Often, both parents work in academia
In addition, it takes extra effort for internationals to wade through the ins and outs of the Dutch childcare system. ‘The UG could really improve on that by creating a guideline for international parents’, says professor of information systems Dimka Karastoyanova. She had to gather information on maternity leave regulations by contacting several people at various departments, which took weeks.
She was surprised to find out that paid maternity leave in the Netherlands is only sixteen weeks, whereas in Germany, where she worked before, you get up to fourteen months. ‘You always feel guilty leaving a five-month-old baby at daycare.’
Lack of local family support is another complicating factor. Karastoyanova, whose husband is also an academic at the UG, had to figure out how to raise two kids in a new country during the lockdown, when daycare centres closed. ‘We joke that only one of us can get ill, so the other one can take care of the kids.’
But it’s not easy for Dutch parents to juggle being a parent and a researcher, either.
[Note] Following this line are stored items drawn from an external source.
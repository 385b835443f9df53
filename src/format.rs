use std::collections::HashMap;
use std::fmt;
use std::str::FromStr;
use std::sync::{Arc, LazyLock};

use regex::Regex;
use tracing::debug;

use crate::ast::{Node, Template};
use crate::error::TimeError;
use crate::interpreter;
use crate::parser::parse;
use crate::value::{format_number, Captured, Captures, Record};

/// Grammar shared by every reference capture and by capture coercion:
/// sign, digits, optional fraction, optional exponent.
pub const NUMBER_PATTERN: &str = r"[+-]?(?:[0-9]*\.[0-9]+|[0-9]+)(?:[eE][+-]?[0-9]+)?";

static NUMBER: LazyLock<Regex> = LazyLock::new(|| {
    Regex::new(&format!("^{}$", NUMBER_PATTERN)).expect("number pattern is valid")
});

/// Read `text` as a number only when it fits the capture grammar, so words
/// like `inf` or `NaN` stay text.
pub(crate) fn parse_number(text: &str) -> Option<f64> {
    if NUMBER.is_match(text) {
        text.parse().ok()
    } else {
        None
    }
}

/// A compiled template: renders records to text and matches text back
/// into records.
///
/// The match pattern and the reference list are derived from the same
/// walk over the syntax tree the renderer evaluates, so the capture groups
/// line up with what `render` prints.
#[derive(Clone)]
pub struct Format {
    template: Template,
    pattern: String,
    regex: Regex,
    references: Vec<String>,
}

/// Pattern text and reference names, accumulated in source order.
#[derive(Default)]
struct Fragment {
    pattern: String,
    references: Vec<String>,
}

impl Fragment {
    fn compile(&mut self, nodes: &[Node]) {
        for node in nodes {
            match node {
                Node::StringLiteral(text) => self.pattern.push_str(&regex::escape(text)),
                Node::IntegerLiteral(n) => self.pattern.push_str(&regex::escape(&format_number(*n))),
                Node::NamedReference(name) => {
                    self.pattern.push('(');
                    self.pattern.push_str(NUMBER_PATTERN);
                    self.pattern.push(')');
                    self.references.push(name.clone());
                }
                Node::BooleanExpression(_) => self.pattern.push_str("(?:true|false)"),
                Node::TemplateBlock(children) => self.compile(children),
                // Consequent is tried first
                Node::ConditionalStatement(cond) => {
                    self.pattern.push_str("(?:");
                    self.compile(&cond.consequent.body);
                    self.pattern.push('|');
                    self.compile(&cond.alternate.body);
                    self.pattern.push(')');
                }
            }
        }
    }
}

impl Format {
    /// Compile template source.
    pub fn new(source: &str) -> Result<Self, TimeError> {
        // Pattern errors have no single culprit, so they cover the whole source
        Self::from_template(parse(source)?).map_err(|err| match err {
            TimeError::MalformedTemplate { message, .. } => {
                TimeError::malformed(message, 0, source.len())
            }
            other => other,
        })
    }

    /// Compile an already-parsed template.
    pub fn from_template(template: Template) -> Result<Self, TimeError> {
        let mut fragment = Fragment::default();
        fragment.compile(&template.body);

        let regex = Regex::new(&format!("(?:{})$", fragment.pattern)).map_err(|err| {
            TimeError::malformed(format!("Template cannot be matched: {}", err), 0, 0)
        })?;

        debug!(
            pattern = %fragment.pattern,
            references = fragment.references.len(),
            "compiled format"
        );

        Ok(Format {
            template,
            pattern: fragment.pattern,
            regex,
            references: fragment.references,
        })
    }

    /// Render a record. Names missing from the record render as nothing.
    pub fn render(&self, data: &Record) -> String {
        interpreter::render(&self.template, data)
    }

    /// Match the end of `input` against the template and recover the
    /// referenced values. Leading text is skipped; an input whose end does
    /// not match yields an empty mapping.
    ///
    /// When a name is captured more than once the last capture wins;
    /// references in a branch that did not match are skipped.
    pub fn captures(&self, input: &str) -> Captures {
        let mut out = Captures::new();
        if let Some(caps) = self.regex.captures(input) {
            for (name, group) in self.references.iter().zip(caps.iter().skip(1)) {
                if let Some(m) = group {
                    out.insert(name.clone(), coerce(m.as_str()));
                }
            }
        }
        out
    }

    pub fn is_match(&self, input: &str) -> bool {
        self.regex.is_match(input)
    }

    /// The unanchored match pattern.
    pub fn pattern(&self) -> &str {
        &self.pattern
    }

    /// Reference names in capture-group order. A name appears once per
    /// occurrence in the template.
    pub fn references(&self) -> &[String] {
        &self.references
    }

    pub fn template(&self) -> &Template {
        &self.template
    }
}

fn coerce(text: &str) -> Captured {
    match parse_number(text) {
        Some(n) => Captured::Number(n),
        None => Captured::Text(text.to_string()),
    }
}

impl FromStr for Format {
    type Err = TimeError;

    fn from_str(source: &str) -> Result<Self, Self::Err> {
        Format::new(source)
    }
}

impl fmt::Debug for Format {
    fn fmt(&self, f: &mut fmt::Formatter<'_>) -> fmt::Result {
        f.debug_struct("Format")
            .field("pattern", &self.pattern)
            .field("references", &self.references)
            .finish_non_exhaustive()
    }
}

/// Formats registered under names, shared by reference.
#[derive(Debug, Clone, Default)]
pub struct FormatCatalog {
    formats: HashMap<String, Arc<Format>>,
}

impl FormatCatalog {
    pub fn new() -> Self {
        Self::default()
    }

    /// Compile `source` and register it under `key`, replacing any format
    /// already there. Nothing is registered if compilation fails.
    pub fn define(&mut self, key: &str, source: &str) -> Result<Arc<Format>, TimeError> {
        let format = Format::new(source)?;
        Ok(self.insert(key, format))
    }

    pub fn insert(&mut self, key: impl Into<String>, format: Format) -> Arc<Format> {
        let format = Arc::new(format);
        self.formats.insert(key.into(), Arc::clone(&format));
        format
    }

    pub fn get(&self, key: &str) -> Option<Arc<Format>> {
        self.formats.get(key).cloned()
    }

    pub fn remove(&mut self, key: &str) -> Option<Arc<Format>> {
        self.formats.remove(key)
    }

    /// Registered names, sorted.
    pub fn keys(&self) -> Vec<&str> {
        let mut keys: Vec<&str> = self.formats.keys().map(String::as_str).collect();
        keys.sort_unstable();
        keys
    }
}

#[cfg(test)]
mod tests {
    use super::*;
    use pretty_assertions::assert_eq;

    fn record(pairs: &[(&str, f64)]) -> Record {
        pairs.iter().map(|(k, v)| (k.to_string(), *v)).collect()
    }

    fn numbers(pairs: &[(&str, f64)]) -> Captures {
        pairs
            .iter()
            .map(|(k, v)| (k.to_string(), Captured::Number(*v)))
            .collect()
    }

    #[test]
    fn literal_template_is_identity() {
        let format = Format::new("2 hours (approx.) *").unwrap();
        assert_eq!(format.render(&Record::new()), "2 hours (approx.) *");
        assert!(format.is_match("2 hours (approx.) *"));
        assert!(format.captures("2 hours (approx.) *").is_empty());
        assert!(format.references().is_empty());
    }

    #[test]
    fn reference_pattern() {
        let format = Format::new("{hrs}h").unwrap();
        assert_eq!(format.pattern(), format!("({})h", NUMBER_PATTERN));
        assert_eq!(format.references(), ["hrs".to_string()]);
    }

    #[test]
    fn round_trip() {
        let format = Format::new("{hrs} {IF hrs = 1 THEN 'hour' ELSE 'hours'} {mins}m").unwrap();
        for data in [
            record(&[("hrs", 1.0), ("mins", 5.0)]),
            record(&[("hrs", 2.0), ("mins", 0.5)]),
            record(&[("hrs", -3.0), ("mins", 12.0)]),
        ] {
            let text = format.render(&data);
            let back = format.captures(&text);
            let expected: Captures = data
                .iter()
                .map(|(k, v)| (k.clone(), Captured::Number(*v)))
                .collect();
            assert_eq!(back, expected, "round trip through {:?}", text);
        }
    }

    #[test]
    fn no_match_is_empty() {
        let format = Format::new("{secs}s").unwrap();
        assert!(format.captures("five seconds").is_empty());
        assert!(format.captures("5s trailing").is_empty());
    }

    #[test]
    fn leading_text_is_skipped() {
        let format = Format::new("{secs}s").unwrap();
        assert_eq!(format.captures("leading 5s"), numbers(&[("secs", 5.0)]));
        assert_eq!(format.captures("t-minus -3s"), numbers(&[("secs", -3.0)]));
        assert!(format.is_match("about 1.5s"));
    }

    #[test]
    fn number_grammar() {
        let format = Format::new("{x}").unwrap();
        assert_eq!(format.captures("+.5"), numbers(&[("x", 0.5)]));
        assert_eq!(format.captures("-2e3"), numbers(&[("x", -2000.0)]));
        assert!(format.captures("2.").is_empty());
        assert!(format.captures("").is_empty());
    }

    #[test]
    fn alternation_branches_and_references() {
        let format =
            Format::new("{IF long THEN days ' days ' hrs ' hours' ELSE hrs 'h'}").unwrap();
        assert_eq!(
            format.references(),
            ["days".to_string(), "hrs".to_string(), "hrs".to_string()]
        );
        assert_eq!(
            format.captures("2 days 3 hours"),
            numbers(&[("days", 2.0), ("hrs", 3.0)])
        );
        assert_eq!(format.captures("7h"), numbers(&[("hrs", 7.0)]));
    }

    #[test]
    fn duplicate_names_last_writer_wins() {
        let format = Format::new("{a}-{a}").unwrap();
        assert_eq!(format.captures("1-2"), numbers(&[("a", 2.0)]));
    }

    #[test]
    fn consequent_preferred_on_tie() {
        let format = Format::new("{IF x THEN 'a' n ELSE 'a' m}").unwrap();
        assert_eq!(format.captures("a4"), numbers(&[("n", 4.0)]));
    }

    #[test]
    fn literals_in_code_are_matched_as_rendered() {
        let format = Format::new("{1.50 ' x ' 0x10}").unwrap();
        assert_eq!(format.render(&Record::new()), "1.5 x 16");
        assert!(format.is_match("1.5 x 16"));
    }

    #[test]
    fn bare_comparison_matches_boolean_text() {
        let format = Format::new("{a > 1}:{a}").unwrap();
        let text = format.render(&record(&[("a", 3.0)]));
        assert_eq!(text, "true:3");
        assert_eq!(format.captures(&text), numbers(&[("a", 3.0)]));
    }

    #[test]
    fn from_str_and_from_template_agree() {
        let parsed: Format = "{a} and {b}".parse().unwrap();
        let built = Format::from_template(parse("{a} and {b}").unwrap()).unwrap();
        assert_eq!(parsed.pattern(), built.pattern());
        assert_eq!(parsed.template(), built.template());
    }

    #[test]
    fn malformed_template_fails_to_compile() {
        let err = Format::new("{= 1}").unwrap_err();
        assert_eq!(err.code(), "template-syntax-error");
    }

    #[test]
    fn pattern_errors_cover_the_template() {
        // Nested conditionals nest groups past the regex engine's limit
        let depth = 300;
        let source = format!(
            "{}'x'{}",
            "{IF a THEN ".repeat(depth),
            "}".repeat(depth)
        );
        let err = Format::new(&source).unwrap_err();
        assert_eq!(err.code(), "template-syntax-error");
        assert_eq!(err.span(), Some((0, source.len())));
    }

    #[test]
    fn number_reading_follows_capture_grammar() {
        assert_eq!(parse_number("-2.5e1"), Some(-25.0));
        assert_eq!(parse_number("inf"), None);
        assert_eq!(parse_number("NaN"), None);
        assert_eq!(parse_number("2."), None);
    }

    #[test]
    fn format_is_shareable() {
        fn assert_send_sync<T: Send + Sync>() {}
        assert_send_sync::<Format>();
        assert_send_sync::<FormatCatalog>();
    }

    #[test]
    fn catalog_define_and_replace() {
        let mut catalog = FormatCatalog::new();
        let short = catalog.define("short", "{hrs}h").unwrap();
        assert_eq!(short.render(&record(&[("hrs", 2.0)])), "2h");

        catalog.define("short", "{hrs} hours").unwrap();
        let replaced = catalog.get("short").unwrap();
        assert_eq!(replaced.render(&record(&[("hrs", 2.0)])), "2 hours");
        // Earlier handles keep the format they were given
        assert_eq!(short.render(&record(&[("hrs", 2.0)])), "2h");

        assert!(catalog.define("broken", "{<}").is_err());
        assert_eq!(catalog.keys(), vec!["short"]);
        assert!(catalog.remove("short").is_some());
        assert!(catalog.get("short").is_none());
    }
}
Vlijm managed to arrange an exemption from teaching in the evening after she had her child. Still, she wouldn’t have been able to pursue her career without her husband’s help, she says. ‘He is extremely flexible to take over.’
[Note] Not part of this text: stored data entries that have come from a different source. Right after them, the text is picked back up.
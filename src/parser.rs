use std::borrow::Cow;

use tracing::trace;

use crate::ast::*;
use crate::error::TimeError;
use crate::lexer::tokenize;
use crate::token::{Keyword, Token, TokenKind};

/// What `parse` accepts: template source, or tokens that were already scanned.
pub enum ParseInput<'a> {
    Source(&'a str),
    Tokens(Cow<'a, [Token]>),
}

impl<'a> From<&'a str> for ParseInput<'a> {
    fn from(source: &'a str) -> Self {
        ParseInput::Source(source)
    }
}

impl<'a> From<&'a String> for ParseInput<'a> {
    fn from(source: &'a String) -> Self {
        ParseInput::Source(source.as_str())
    }
}

impl<'a> From<&'a [Token]> for ParseInput<'a> {
    fn from(tokens: &'a [Token]) -> Self {
        ParseInput::Tokens(Cow::Borrowed(tokens))
    }
}

impl From<Vec<Token>> for ParseInput<'static> {
    fn from(tokens: Vec<Token>) -> Self {
        ParseInput::Tokens(Cow::Owned(tokens))
    }
}

/// Parse a template string (or a token sequence) into a syntax tree.
pub fn parse<'a>(input: impl Into<ParseInput<'a>>) -> Result<Template, TimeError> {
    match input.into() {
        ParseInput::Source(source) => parse_tokens(&tokenize(source)),
        ParseInput::Tokens(tokens) => parse_tokens(&tokens),
    }
}

/// Parse an already-tokenized template.
pub fn parse_tokens(tokens: &[Token]) -> Result<Template, TimeError> {
    let mut parser = Parser { tokens, pos: 0 };
    let body = parser.parse_body(|_| false)?;
    Ok(Template { body })
}

/// Decides where a nested body ends. The stopping token is left in the
/// stream for the caller.
type Stop = fn(&Token) -> bool;

/// Parser state: a cursor over a shared token stream. Every token is
/// consumed exactly once, left to right, across all nested calls.
struct Parser<'t> {
    tokens: &'t [Token],
    pos: usize,
}

/// Children of the body being built. The most recent node stays in
/// `pending` so a following comparator can claim it as its left operand.
#[derive(Default)]
struct Body {
    nodes: Vec<Node>,
    pending: Option<Node>,
}

impl Body {
    fn push(&mut self, node: Node) {
        if let Some(previous) = self.pending.replace(node) {
            self.nodes.push(previous);
        }
    }

    fn take_pending(&mut self) -> Option<Node> {
        self.pending.take()
    }

    fn finish(mut self) -> Vec<Node> {
        self.nodes.extend(self.pending);
        self.nodes
    }
}

impl<'t> Parser<'t> {
    fn peek(&self) -> Option<&'t Token> {
        self.tokens.get(self.pos)
    }

    fn parse_body(&mut self, stop: Stop) -> Result<Vec<Node>, TimeError> {
        let mut body = Body::default();

        while let Some(token) = self.peek() {
            if stop(token) {
                break;
            }
            self.pos += 1;

            match &token.kind {
                TokenKind::CodeOpen => {
                    let block = self.parse_block(token)?;
                    body.push(Node::TemplateBlock(block));
                }
                // A close with nothing open
                TokenKind::CodeClose => {}
                TokenKind::Keyword(Keyword::If) => {
                    let conditional = self.parse_conditional()?;
                    body.push(Node::ConditionalStatement(conditional));
                }
                // THEN / ELSE that ended the previous clause
                TokenKind::Keyword(_) => {}
                TokenKind::Comparator(operator) => {
                    let left = body.take_pending();
                    let expr = self.parse_comparison(*operator, token, left)?;
                    body.push(Node::BooleanExpression(expr));
                }
                TokenKind::LiteralText(text) | TokenKind::String(text) => {
                    body.push(Node::StringLiteral(text.clone()));
                }
                TokenKind::Number { value, .. } => body.push(Node::IntegerLiteral(*value)),
                TokenKind::Identifier(name) => body.push(Node::NamedReference(name.clone())),
                TokenKind::Unknown(ch) => {
                    return Err(TimeError::malformed(
                        format!("Unexpected character '{}' in code", ch),
                        token.end - ch.len_utf8(),
                        token.end,
                    ));
                }
            }
        }

        Ok(body.finish())
    }

    /// Body of a `{...}` block. The closing brace is consumed here; a block
    /// still open at the end of input is closed implicitly.
    fn parse_block(&mut self, open: &Token) -> Result<Vec<Node>, TimeError> {
        trace!(offset = open.start, "code block");
        let body = self.parse_body(Token::is_code_close)?;
        if self.peek().is_some_and(Token::is_code_close) {
            self.pos += 1;
        }
        Ok(body)
    }

    fn parse_conditional(&mut self) -> Result<ConditionalStatement, TimeError> {
        let test = self.parse_body(|t| t.is_code_close() || t.is_keyword(Keyword::Then))?;
        let consequent = self.parse_body(|t| t.is_code_close() || t.is_keyword(Keyword::Else))?;
        let alternate = self.parse_body(Token::is_code_close)?;

        Ok(ConditionalStatement {
            test: Predicate { body: test },
            consequent: ThenClause { body: consequent },
            alternate: ElseClause { body: alternate },
        })
    }

    fn parse_comparison(
        &mut self,
        operator: Comparator,
        token: &Token,
        left: Option<Node>,
    ) -> Result<BooleanExpression, TimeError> {
        let left = match left {
            Some(node) if node.is_operand() => node,
            Some(node) => {
                return Err(TimeError::malformed(
                    format!(
                        "Invalid left side for '{}': a {} cannot be compared",
                        operator,
                        node.kind_name()
                    ),
                    token.start,
                    token.end,
                ));
            }
            None => {
                return Err(TimeError::malformed(
                    format!("Missing left side for '{}'", operator),
                    token.start,
                    token.end,
                ));
            }
        };

        let right = match self.peek() {
            Some(next) => {
                let node = match &next.kind {
                    TokenKind::Number { value, .. } => Node::IntegerLiteral(*value),
                    TokenKind::String(text) => Node::StringLiteral(text.clone()),
                    TokenKind::Identifier(name) => Node::NamedReference(name.clone()),
                    _ => {
                        return Err(TimeError::malformed(
                            format!(
                                "Expected a number, string or name after '{}'",
                                operator
                            ),
                            next.start,
                            next.end,
                        ));
                    }
                };
                self.pos += 1;
                node
            }
            None => {
                return Err(TimeError::malformed(
                    format!("Unexpected end of template after '{}'", operator),
                    token.start,
                    token.end,
                ));
            }
        };

        Ok(BooleanExpression {
            left: Box::new(left),
            right: Box::new(right),
            operator,
        })
    }
}

#[cfg(test)]
mod tests {
    use super::*;
    use pretty_assertions::assert_eq;

    fn string(s: &str) -> Node {
        Node::StringLiteral(s.to_string())
    }

    fn reference(name: &str) -> Node {
        Node::NamedReference(name.to_string())
    }

    fn compare(left: Node, operator: Comparator, right: Node) -> Node {
        Node::BooleanExpression(BooleanExpression {
            left: Box::new(left),
            right: Box::new(right),
            operator,
        })
    }

    #[test]
    fn empty_template() {
        assert_eq!(parse("").unwrap(), Template::default());
        assert_eq!(parse(Vec::<Token>::new()).unwrap(), Template::default());
    }

    #[test]
    fn literal_only() {
        assert_eq!(parse("2 hours").unwrap().body, vec![string("2 hours")]);
    }

    #[test]
    fn conditional_in_block() {
        let template = parse("ab{IF something > .2 THEN 'a' ELSE b} HA!").unwrap();
        assert_eq!(
            template.body,
            vec![
                string("ab"),
                Node::TemplateBlock(vec![Node::ConditionalStatement(ConditionalStatement {
                    test: Predicate {
                        body: vec![compare(
                            reference("something"),
                            Comparator::Gt,
                            Node::IntegerLiteral(0.2),
                        )],
                    },
                    consequent: ThenClause {
                        body: vec![string("a")],
                    },
                    alternate: ElseClause {
                        body: vec![reference("b")],
                    },
                })]),
                string(" HA!"),
            ]
        );
    }

    #[test]
    fn accepts_tokens() {
        let tokens = tokenize("{hrs}h");
        let from_tokens = parse(tokens.as_slice()).unwrap();
        assert_eq!(from_tokens, parse("{hrs}h").unwrap());
        assert_eq!(
            from_tokens.body,
            vec![Node::TemplateBlock(vec![reference("hrs")]), string("h")]
        );
    }

    #[test]
    fn conditional_without_else() {
        let template = parse("{IF n = 1 THEN 'x'}").unwrap();
        let Node::TemplateBlock(block) = &template.body[0] else {
            panic!("expected a block, got {:?}", template.body[0]);
        };
        let Node::ConditionalStatement(cond) = &block[0] else {
            panic!("expected a conditional, got {:?}", block[0]);
        };
        assert_eq!(cond.consequent.body, vec![string("x")]);
        assert!(cond.alternate.body.is_empty());
    }

    #[test]
    fn predicate_keeps_every_condition() {
        let template = parse("{IF a = 1 b > 2 THEN 'x' ELSE 'y'}").unwrap();
        let Node::TemplateBlock(block) = &template.body[0] else {
            panic!("expected a block");
        };
        let Node::ConditionalStatement(cond) = &block[0] else {
            panic!("expected a conditional");
        };
        assert_eq!(
            cond.test.body,
            vec![
                compare(reference("a"), Comparator::Eq, Node::IntegerLiteral(1.0)),
                compare(reference("b"), Comparator::Gt, Node::IntegerLiteral(2.0)),
            ]
        );
    }

    #[test]
    fn chained_comparison_absorbs_previous_expression() {
        let template = parse("{a < 2 = 'x'}").unwrap();
        assert_eq!(
            template.body,
            vec![Node::TemplateBlock(vec![compare(
                compare(reference("a"), Comparator::Lt, Node::IntegerLiteral(2.0)),
                Comparator::Eq,
                string("x"),
            )])]
        );
    }

    #[test]
    fn nested_blocks_close_in_order() {
        let template = parse("{a {b} c} d").unwrap();
        assert_eq!(
            template.body,
            vec![
                Node::TemplateBlock(vec![
                    reference("a"),
                    Node::TemplateBlock(vec![reference("b")]),
                    reference("c"),
                ]),
                string(" d"),
            ]
        );
    }

    #[test]
    fn unterminated_block_is_lenient() {
        assert_eq!(
            parse("x{a").unwrap().body,
            vec![string("x"), Node::TemplateBlock(vec![reference("a")])]
        );
    }

    #[test]
    fn comparator_without_left_side() {
        let err = parse("{> 2}").unwrap_err();
        assert_eq!(err.code(), "template-syntax-error");
        assert_eq!(err.span(), Some((1, 2)));
    }

    #[test]
    fn comparator_with_block_on_left() {
        let err = parse("{{a} = 2}").unwrap_err();
        assert!(err.to_string().contains("code block"), "{}", err);
    }

    #[test]
    fn comparator_without_right_side() {
        let err = parse("{a =").unwrap_err();
        assert!(err.to_string().contains("Unexpected end"), "{}", err);

        let err = parse("{a = }").unwrap_err();
        assert!(err.to_string().contains("Expected a number"), "{}", err);
    }

    #[test]
    fn unknown_character_is_rejected() {
        let err = parse("ok {a + b}").unwrap_err();
        assert_eq!(err.span(), Some((6, 7)));
    }
}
Molecular biology PhD student Lisa Hielkema’s husband decided to cut back on work when they became parents. Nevertheless, she’s worried about the effect having kids may have on both her career and that of her supervisor. ‘I feel responsible, because she’s also on a tenure track, so she depends on me.’
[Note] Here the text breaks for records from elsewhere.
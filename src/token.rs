use std::fmt;

/// Keywords of the code language. Matched case-insensitively.
#[derive(Debug, Clone, Copy, PartialEq, Eq)]
pub enum Keyword {
    If,
    Then,
    Else,
}

impl Keyword {
    pub fn from_word(word: &str) -> Option<Keyword> {
        if word.eq_ignore_ascii_case("IF") {
            Some(Keyword::If)
        } else if word.eq_ignore_ascii_case("THEN") {
            Some(Keyword::Then)
        } else if word.eq_ignore_ascii_case("ELSE") {
            Some(Keyword::Else)
        } else {
            None
        }
    }
}

/// Comparison operators usable in a predicate.
#[derive(Debug, Clone, Copy, PartialEq, Eq)]
pub enum Comparator {
    Eq,
    Ne,
    Lt,
    Gt,
    Le,
    Ge,
}

impl Comparator {
    pub fn as_str(self) -> &'static str {
        match self {
            Comparator::Eq => "=",
            Comparator::Ne => "!=",
            Comparator::Lt => "<",
            Comparator::Gt => ">",
            Comparator::Le => "<=",
            Comparator::Ge => ">=",
        }
    }
}

impl fmt::Display for Comparator {
    fn fmt(&self, f: &mut fmt::Formatter<'_>) -> fmt::Result {
        f.write_str(self.as_str())
    }
}

/// What a token is, with its decoded payload.
#[derive(Debug, Clone, PartialEq)]
pub enum TokenKind {
    /// `{`
    CodeOpen,
    /// `}`
    CodeClose,
    /// Text outside code sections, with `%` escapes resolved.
    LiteralText(String),
    Identifier(String),
    Keyword(Keyword),
    /// A numeric literal; `base` is 2, 8, 10 or 16.
    Number { value: f64, base: u32 },
    /// A quoted string inside code, with `%` escapes resolved.
    String(String),
    Comparator(Comparator),
    /// A character that cannot start any code token. Rejected by the parser.
    Unknown(char),
}

/// One lexical unit.
///
/// `raw` includes any whitespace skipped right before the token, and
/// `start` points at the beginning of that whitespace, so concatenating
/// the `raw` of every token reproduces the scanned input.
#[derive(Debug, Clone, PartialEq)]
pub struct Token {
    pub kind: TokenKind,
    pub raw: String,
    pub start: usize,
    pub end: usize,
}

impl Token {
    pub fn is_code_close(&self) -> bool {
        matches!(self.kind, TokenKind::CodeClose)
    }

    pub fn is_keyword(&self, keyword: Keyword) -> bool {
        self.kind == TokenKind::Keyword(keyword)
    }
}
What these parents really want is support from their employer: a clear signal that it is okay to have kids.
Leiden University has its own childcare centre, but a programme that offers childcare services for employees who have to go abroad – like there is for visiting researchers – would be a start. ‘When my husband went abroad for a conference, I had to invite my mother to come over from Bulgaria to help me with the kids’, says Karastoyanova.
People assume you’re not good enough
According to HR policy advisor Frank Nienhuis, it’s on the UG’s wish list to come up with a solution to provide emergency childcare that’s allowed by the tax authorities, but that hasn’t happened yet. ‘We can, however, advise on the existing childcare facilities in the Netherlands.’
Having flexible and extended childcare on campus can be about more than just solving practical issues, says Paulino. ‘There’s also a psychological component to it: parents would feel supported and empowered to have kids and more fathers might contribute to childcare, or take over.’
It is fundamental that researchers are allowed to choose their own balance between work and life, says professor of physics Beatriz Noheda. ‘People assume that if you haven’t become a professor by a certain age, you’re not good enough. That needs to change, so that we can look at our careers as a whole: a few years of lower performance shouldn’t make a big difference in the long run.’
She had her kids at the age of 40 and 43, but not everyone is so lucky, she says. She knows female scholars who couldn’t have children by the time they considered themselves established enough. ‘It’s important that the research environment doesn’t discourage scientists from creating a family’, she says.
Because even if mothers need some extra time to adjust, they do not lag behind, Vlijm says. ‘I was way more efficient in my research experiments than people who didn’t have children, because I had to leave in time for daycare, so I made sure everything was ready.’
Noheda agrees. ‘If your manager would tell you not to worry and to go and have kids, we would gain from that, because parenthood gives you tools that may make you a more capable person.’